His purpose was to show how and why the Saint «pleased the Lord,» how he dealt with the problems of his times, the hardships, the degradations, the slander, the physical torture; mainly, how he faced up to the ceaseless attacks of the evil one and how this humble hierarch of Aegina reached holiness and was graced by the Lord.

The author's frequent visits to the island of Aegina and his stay at the Monastery that was established by the Saint himself - since the author offered the Monastery his services as a book¬keeper gratis till the end of his days - gave him the opportunity to live in the places that the Saint had lived: rest under the tree the Saint used to rest, touch his personal belongings, stay in his room. How couldn't he be inspired by such a blessing?

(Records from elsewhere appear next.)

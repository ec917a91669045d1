use call_relay::{config::Config, gateway, Error};
use tracing_subscriber::prelude::__tracing_subscriber_SubscriberExt;
use tracing_subscriber::util::SubscriberInitExt;

#[actix_web::main]
async fn main() -> Result<(), Error> {
    tracing_subscriber::registry()
        .with(
            tracing_subscriber::EnvFilter::try_from_default_env()
                .unwrap_or_else(|_| "info".into()),
        )
        .with(tracing_subscriber::fmt::layer())
        .init();

    let config = Config::from_env()?;
    tracing::info!("starting call-relay with {:?}", config.gateway);

    gateway::run(config).await
}
#![no_std]

//! Thin logging facade that forwards to `defmt` and/or `log` depending on the
//! enabled features. With neither feature enabled the macros compile to
//! nothing.

#[doc(hidden)]
#[macro_export]
macro_rules! __log_impl {
    ($level:ident, $($args:tt)*) => {{
        #[cfg(feature = "defmt")]
        ::defmt::$level!($($args)*);
        #[cfg(feature = "log")]
        ::log::$level!($($args)*);
    }};
}

#[macro_export]
macro_rules! trace {
    ($($args:tt)*) => { $crate::__log_impl!(trace, $($args)*) };
}

#[macro_export]
macro_rules! debug {
    ($($args:tt)*) => { $crate::__log_impl!(debug, $($args)*) };
}

#[macro_export]
macro_rules! info {
    ($($args:tt)*) => { $crate::__log_impl!(info, $($args)*) };
}

#[macro_export]
macro_rules! warn {
    ($($args:tt)*) => { $crate::__log_impl!(warn, $($args)*) };
}

#[macro_export]
macro_rules! error {
    ($($args:tt)*) => { $crate::__log_impl!(error, $($args)*) };
}
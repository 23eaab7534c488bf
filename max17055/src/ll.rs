use device_descriptor::{ReadOnlyRegister, Register};
use embedded_hal::i2c::I2c;
use register_access::RegisterAccess;

/// Low level register transport. Registers are 16 bits wide and are
/// transferred least significant byte first, addressed by a single register
/// byte.
pub struct Max17055Interface<I> {
    pub i2c: I,
}

impl<I> Max17055Interface<I> {
    pub const DEVICE_ADDR: u8 = 0x36;

    pub fn new(i2c: I) -> Self {
        Self { i2c }
    }
}

impl<I> RegisterAccess<u16> for Max17055Interface<I>
where
    I: I2c,
{
    type Error = I::Error;

    fn read_register<R: ReadOnlyRegister<u16>>(&mut self) -> Result<R, Self::Error> {
        let mut buffer = [0; 2];
        self.i2c
            .write_read(Self::DEVICE_ADDR, &[R::ADDRESS], &mut buffer)
            .map(|_| R::from_bits(u16::from_le_bytes(buffer)))
    }

    fn write_register<R: Register<u16>>(&mut self, reg: R) -> Result<(), Self::Error> {
        let [low, high] = reg.bits().to_le_bytes();
        self.i2c.write(Self::DEVICE_ADDR, &[R::ADDRESS, low, high])
    }
}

It was within this blessing that he strongly wished to put on paper this extraordinary figure of Orthodoxy; the figure of the tortured Saint of Aegina, of St. Nektarios who left on the twentieth century an unfading trail of humility, perseverance, wise silence and hope.

On a daily basis, after finishing with the book-keeping at the Monastery, the author studied, learned, sipped the nectar that was discretely hidden in the flower of the Saint's life on earth.

Some time later, he was ready to present through his graceful narrative aspects of the Saints life that were unknown till then; the originality of his work lies in the liveliness of his style that enables the reader to visualize the narrated events and fills his heart with serene joy.

This biography has been widely circulating all over Greece since 1970, Now, with God's help, «New Earth», publications, who have the sole responsibility of this work by right of inheritance, have the opportunity to publish it in the English language.

We strongly believe that the public in all Orthodox states will embrace this English version in the same spirit of love and Christian zeal."